| ACTIVITY |
Please restate the data word for word.

═════ INFORMATION ═════

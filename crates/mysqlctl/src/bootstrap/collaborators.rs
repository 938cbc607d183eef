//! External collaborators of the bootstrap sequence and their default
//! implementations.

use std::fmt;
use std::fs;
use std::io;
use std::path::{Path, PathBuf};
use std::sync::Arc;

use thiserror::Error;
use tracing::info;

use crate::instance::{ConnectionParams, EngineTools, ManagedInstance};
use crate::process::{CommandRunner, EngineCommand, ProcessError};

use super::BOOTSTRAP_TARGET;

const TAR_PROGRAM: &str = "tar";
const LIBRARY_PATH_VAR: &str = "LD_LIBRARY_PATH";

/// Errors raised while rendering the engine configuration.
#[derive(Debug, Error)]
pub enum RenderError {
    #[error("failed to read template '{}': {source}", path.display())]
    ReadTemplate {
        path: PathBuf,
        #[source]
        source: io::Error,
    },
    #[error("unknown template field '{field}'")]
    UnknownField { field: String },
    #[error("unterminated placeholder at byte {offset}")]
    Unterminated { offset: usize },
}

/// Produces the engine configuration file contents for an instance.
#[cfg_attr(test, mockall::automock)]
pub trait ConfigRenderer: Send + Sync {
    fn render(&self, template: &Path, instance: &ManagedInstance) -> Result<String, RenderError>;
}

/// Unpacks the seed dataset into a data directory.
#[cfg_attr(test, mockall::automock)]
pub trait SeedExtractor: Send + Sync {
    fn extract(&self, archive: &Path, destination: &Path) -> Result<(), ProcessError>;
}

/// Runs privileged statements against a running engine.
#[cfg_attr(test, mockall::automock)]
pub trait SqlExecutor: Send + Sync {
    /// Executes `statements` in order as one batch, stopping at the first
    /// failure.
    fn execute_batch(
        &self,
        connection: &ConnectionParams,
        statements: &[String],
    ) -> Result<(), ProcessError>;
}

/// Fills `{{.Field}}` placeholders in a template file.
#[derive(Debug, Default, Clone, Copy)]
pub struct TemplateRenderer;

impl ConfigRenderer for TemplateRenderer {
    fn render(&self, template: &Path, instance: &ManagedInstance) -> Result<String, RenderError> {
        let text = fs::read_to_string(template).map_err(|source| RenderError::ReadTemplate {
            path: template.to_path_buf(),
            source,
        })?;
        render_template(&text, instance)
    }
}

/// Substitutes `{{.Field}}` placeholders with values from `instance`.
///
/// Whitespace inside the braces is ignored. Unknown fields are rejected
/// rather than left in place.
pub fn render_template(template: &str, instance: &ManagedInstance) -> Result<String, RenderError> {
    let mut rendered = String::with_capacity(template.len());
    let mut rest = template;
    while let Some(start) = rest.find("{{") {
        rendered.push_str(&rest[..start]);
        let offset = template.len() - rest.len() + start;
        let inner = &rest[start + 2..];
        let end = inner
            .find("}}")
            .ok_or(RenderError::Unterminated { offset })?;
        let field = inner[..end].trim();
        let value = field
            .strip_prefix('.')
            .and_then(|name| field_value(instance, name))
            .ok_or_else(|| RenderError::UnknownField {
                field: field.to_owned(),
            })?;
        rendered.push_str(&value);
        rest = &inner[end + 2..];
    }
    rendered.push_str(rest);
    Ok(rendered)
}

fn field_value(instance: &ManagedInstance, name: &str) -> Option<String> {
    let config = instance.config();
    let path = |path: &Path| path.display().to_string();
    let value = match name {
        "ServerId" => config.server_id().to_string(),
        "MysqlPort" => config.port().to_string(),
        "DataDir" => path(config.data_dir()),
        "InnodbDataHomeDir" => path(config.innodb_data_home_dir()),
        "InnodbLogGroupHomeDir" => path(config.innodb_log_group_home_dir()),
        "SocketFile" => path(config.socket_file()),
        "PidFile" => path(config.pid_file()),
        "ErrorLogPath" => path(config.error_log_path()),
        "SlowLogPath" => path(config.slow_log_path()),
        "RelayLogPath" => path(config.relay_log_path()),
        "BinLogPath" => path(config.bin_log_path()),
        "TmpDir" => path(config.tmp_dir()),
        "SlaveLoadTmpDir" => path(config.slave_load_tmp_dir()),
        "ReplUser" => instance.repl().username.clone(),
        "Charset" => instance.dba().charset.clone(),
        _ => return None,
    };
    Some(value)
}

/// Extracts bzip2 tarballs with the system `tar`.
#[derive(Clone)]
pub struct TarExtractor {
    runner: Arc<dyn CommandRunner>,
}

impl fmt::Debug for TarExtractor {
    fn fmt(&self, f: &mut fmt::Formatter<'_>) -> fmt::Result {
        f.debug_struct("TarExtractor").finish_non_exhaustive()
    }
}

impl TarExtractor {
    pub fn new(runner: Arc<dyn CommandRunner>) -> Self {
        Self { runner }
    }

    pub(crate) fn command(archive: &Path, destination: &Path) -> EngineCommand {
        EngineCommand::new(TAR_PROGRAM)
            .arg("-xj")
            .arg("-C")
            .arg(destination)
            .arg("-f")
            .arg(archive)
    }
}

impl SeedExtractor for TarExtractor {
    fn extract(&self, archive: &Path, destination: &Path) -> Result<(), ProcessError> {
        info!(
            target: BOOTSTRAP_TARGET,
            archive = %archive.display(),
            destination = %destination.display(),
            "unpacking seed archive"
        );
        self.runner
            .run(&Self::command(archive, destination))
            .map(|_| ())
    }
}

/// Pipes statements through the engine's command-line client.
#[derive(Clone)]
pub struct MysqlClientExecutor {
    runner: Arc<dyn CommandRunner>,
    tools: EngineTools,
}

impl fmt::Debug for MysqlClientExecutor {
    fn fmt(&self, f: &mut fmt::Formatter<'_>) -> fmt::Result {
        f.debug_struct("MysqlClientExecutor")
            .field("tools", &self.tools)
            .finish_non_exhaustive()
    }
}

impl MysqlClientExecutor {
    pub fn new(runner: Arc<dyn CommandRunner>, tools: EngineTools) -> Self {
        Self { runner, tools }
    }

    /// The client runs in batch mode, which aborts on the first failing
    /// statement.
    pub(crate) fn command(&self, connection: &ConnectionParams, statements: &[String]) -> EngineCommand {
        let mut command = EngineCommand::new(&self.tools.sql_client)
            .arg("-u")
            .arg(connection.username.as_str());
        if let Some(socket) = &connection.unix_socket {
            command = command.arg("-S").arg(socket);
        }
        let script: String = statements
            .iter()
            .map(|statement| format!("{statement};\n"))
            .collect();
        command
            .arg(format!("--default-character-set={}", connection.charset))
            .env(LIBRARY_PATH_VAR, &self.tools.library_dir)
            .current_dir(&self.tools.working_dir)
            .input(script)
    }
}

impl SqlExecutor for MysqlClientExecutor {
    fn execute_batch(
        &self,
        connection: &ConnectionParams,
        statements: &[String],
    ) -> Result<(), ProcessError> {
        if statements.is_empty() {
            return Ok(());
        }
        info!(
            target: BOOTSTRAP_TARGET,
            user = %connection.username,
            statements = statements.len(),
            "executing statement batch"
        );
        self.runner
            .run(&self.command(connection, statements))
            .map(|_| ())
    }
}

═════

| ANSWER AREA |
filename crates/mysqlctl/src/bootstrap/collaborators.rs
repository 938cbc607d183eef
//! External collaborators of the bootstrap sequence and their default
//! implementations.

use std::fmt;
use std::fs;
use std::io;
use std::path::{Path, PathBuf};
use std::sync::Arc;

use thiserror::Error;
use tracing::info;

use crate::instance::{ConnectionParams, EngineTools, ManagedInstance};
use crate::process::{CommandRunner, EngineCommand, ProcessError};

use super::BOOTSTRAP_TARGET;

const TAR_PROGRAM: &str = "tar";
const LIBRARY_PATH_VAR: &str = "LD_LIBRARY_PATH";

/// Errors raised while rendering the engine configuration.
#[derive(Debug, Error)]
pub enum RenderError {
    #[error("failed to read template '{}': {source}", path.display())]
    ReadTemplate {
        path: PathBuf,
        #[source]
        source: io::Error,
    },
    #[error("unknown template field '{field}'")]
    UnknownField { field: String },
    #[error("unterminated placeholder at byte {offset}")]
    Unterminated { offset: usize },
}

/// Produces the engine configuration file contents for an instance.
#[cfg_attr(test, mockall::automock)]
pub trait ConfigRenderer: Send + Sync {
    fn render(&self, template: &Path, instance: &ManagedInstance) -> Result<String, RenderError>;
}

/// Unpacks the seed dataset into a data directory.
#[cfg_attr(test, mockall::automock)]
pub trait SeedExtractor: Send + Sync {
    fn extract(&self, archive: &Path, destination: &Path) -> Result<(), ProcessError>;
}

/// Runs privileged statements against a running engine.
#[cfg_attr(test, mockall::automock)]
pub trait SqlExecutor: Send + Sync {
    /// Executes `statements` in order as one batch, stopping at the first
    /// failure.
    fn execute_batch(
        &self,
        connection: &ConnectionParams,
        statements: &[String],
    ) -> Result<(), ProcessError>;
}

/// Fills `{{.Field}}` placeholders in a template file.
#[derive(Debug, Default, Clone, Copy)]
pub struct TemplateRenderer;

impl ConfigRenderer for TemplateRenderer {
    fn render(&self, template: &Path, instance: &ManagedInstance) -> Result<String, RenderError> {
        let text = fs::read_to_string(template).map_err(|source| RenderError::ReadTemplate {
            path: template.to_path_buf(),
            source,
        })?;
        render_template(&text, instance)
    }
}

/// Substitutes `{{.Field}}` placeholders with values from `instance`.
///
/// Whitespace inside the braces is ignored. Unknown fields are rejected
/// rather than left in place.
pub fn render_template(template: &str, instance: &ManagedInstance) -> Result<String, RenderError> {
    let mut rendered = String::with_capacity(template.len());
    let mut rest = template;
    while let Some(start) = rest.find("{{") {
        rendered.push_str(&rest[..start]);
        let offset = template.len() - rest.len() + start;
        let inner = &rest[start + 2..];
        let end = inner
            .find("}}")
            .ok_or(RenderError::Unterminated { offset })?;
        let field = inner[..end].trim();
        let value = field
            .strip_prefix('.')
            .and_then(|name| field_value(instance, name))
            .ok_or_else(|| RenderError::UnknownField {
                field: field.to_owned(),
            })?;
        rendered.push_str(&value);
        rest = &inner[end + 2..];
    }
    rendered.push_str(rest);
    Ok(rendered)
}

fn field_value(instance: &ManagedInstance, name: &str) -> Option<String> {
    let config = instance.config();
    let path = |path: &Path| path.display().to_string();
    let value = match name {
        "ServerId" => config.server_id().to_string(),
        "MysqlPort" => config.port().to_string(),
        "DataDir" => path(config.data_dir()),
        "InnodbDataHomeDir" => path(config.innodb_data_home_dir()),
        "InnodbLogGroupHomeDir" => path(config.innodb_log_group_home_dir()),
        "SocketFile" => path(config.socket_file()),
        "PidFile" => path(config.pid_file()),
        "ErrorLogPath" => path(config.error_log_path()),
        "SlowLogPath" => path(config.slow_log_path()),
        "RelayLogPath" => path(config.relay_log_path()),
        "BinLogPath" => path(config.bin_log_path()),
        "TmpDir" => path(config.tmp_dir()),
        "SlaveLoadTmpDir" => path(config.slave_load_tmp_dir()),
        "ReplUser" => instance.repl().username.clone(),
        "Charset" => instance.dba().charset.clone(),
        _ => return None,
    };
    Some(value)
}

/// Extracts bzip2 tarballs with the system `tar`.
#[derive(Clone)]
pub struct TarExtractor {
    runner: Arc<dyn CommandRunner>,
}

impl fmt::Debug for TarExtractor {
    fn fmt(&self, f: &mut fmt::Formatter<'_>) -> fmt::Result {
        f.debug_struct("TarExtractor").finish_non_exhaustive()
    }
}

impl TarExtractor {
    pub fn new(runner: Arc<dyn CommandRunner>) -> Self {
        Self { runner }
    }

    pub(crate) fn command(archive: &Path, destination: &Path) -> EngineCommand {
        EngineCommand::new(TAR_PROGRAM)
            .arg("-xj")
            .arg("-C")
            .arg(destination)
            .arg("-f")
            .arg(archive)
    }
}

impl SeedExtractor for TarExtractor {
    fn extract(&self, archive: &Path, destination: &Path) -> Result<(), ProcessError> {
        info!(
            target: BOOTSTRAP_TARGET,
            archive = %archive.display(),
            destination = %destination.display(),
            "unpacking seed archive"
        );
        self.runner
            .run(&Self::command(archive, destination))
            .map(|_| ())
    }
}

/// Pipes statements through the engine's command-line client.
#[derive(Clone)]
pub struct MysqlClientExecutor {
    runner: Arc<dyn CommandRunner>,
    tools: EngineTools,
}

impl fmt::Debug for MysqlClientExecutor {
    fn fmt(&self, f: &mut fmt::Formatter<'_>) -> fmt::Result {
        f.debug_struct("MysqlClientExecutor")
            .field("tools", &self.tools)
            .finish_non_exhaustive()
    }
}

impl MysqlClientExecutor {
    pub fn new(runner: Arc<dyn CommandRunner>, tools: EngineTools) -> Self {
        Self { runner, tools }
    }

    /// The client runs in batch mode, which aborts on the first failing
    /// statement.
    pub(crate) fn command(&self, connection: &ConnectionParams, statements: &[String]) -> EngineCommand {
        let mut command = EngineCommand::new(&self.tools.sql_client)
            .arg("-u")
            .arg(connection.username.as_str());
        if let Some(socket) = &connection.unix_socket {
            command = command.arg("-S").arg(socket);
        }
        let script: String = statements
            .iter()
            .map(|statement| format!("{statement};\n"))
            .collect();
        command
            .arg(format!("--default-character-set={}", connection.charset))
            .env(LIBRARY_PATH_VAR, &self.tools.library_dir)
            .current_dir(&self.tools.working_dir)
            .input(script)
    }
}

impl SqlExecutor for MysqlClientExecutor {
    fn execute_batch(
        &self,
        connection: &ConnectionParams,
        statements: &[String],
    ) -> Result<(), ProcessError> {
        if statements.is_empty() {
            return Ok(());
        }
        info!(
            target: BOOTSTRAP_TARGET,
            user = %connection.username,
            statements = statements.len(),
            "executing statement batch"
        );
        self.runner
            .run(&self.command(connection, statements))
            .map(|_| ())
    }
}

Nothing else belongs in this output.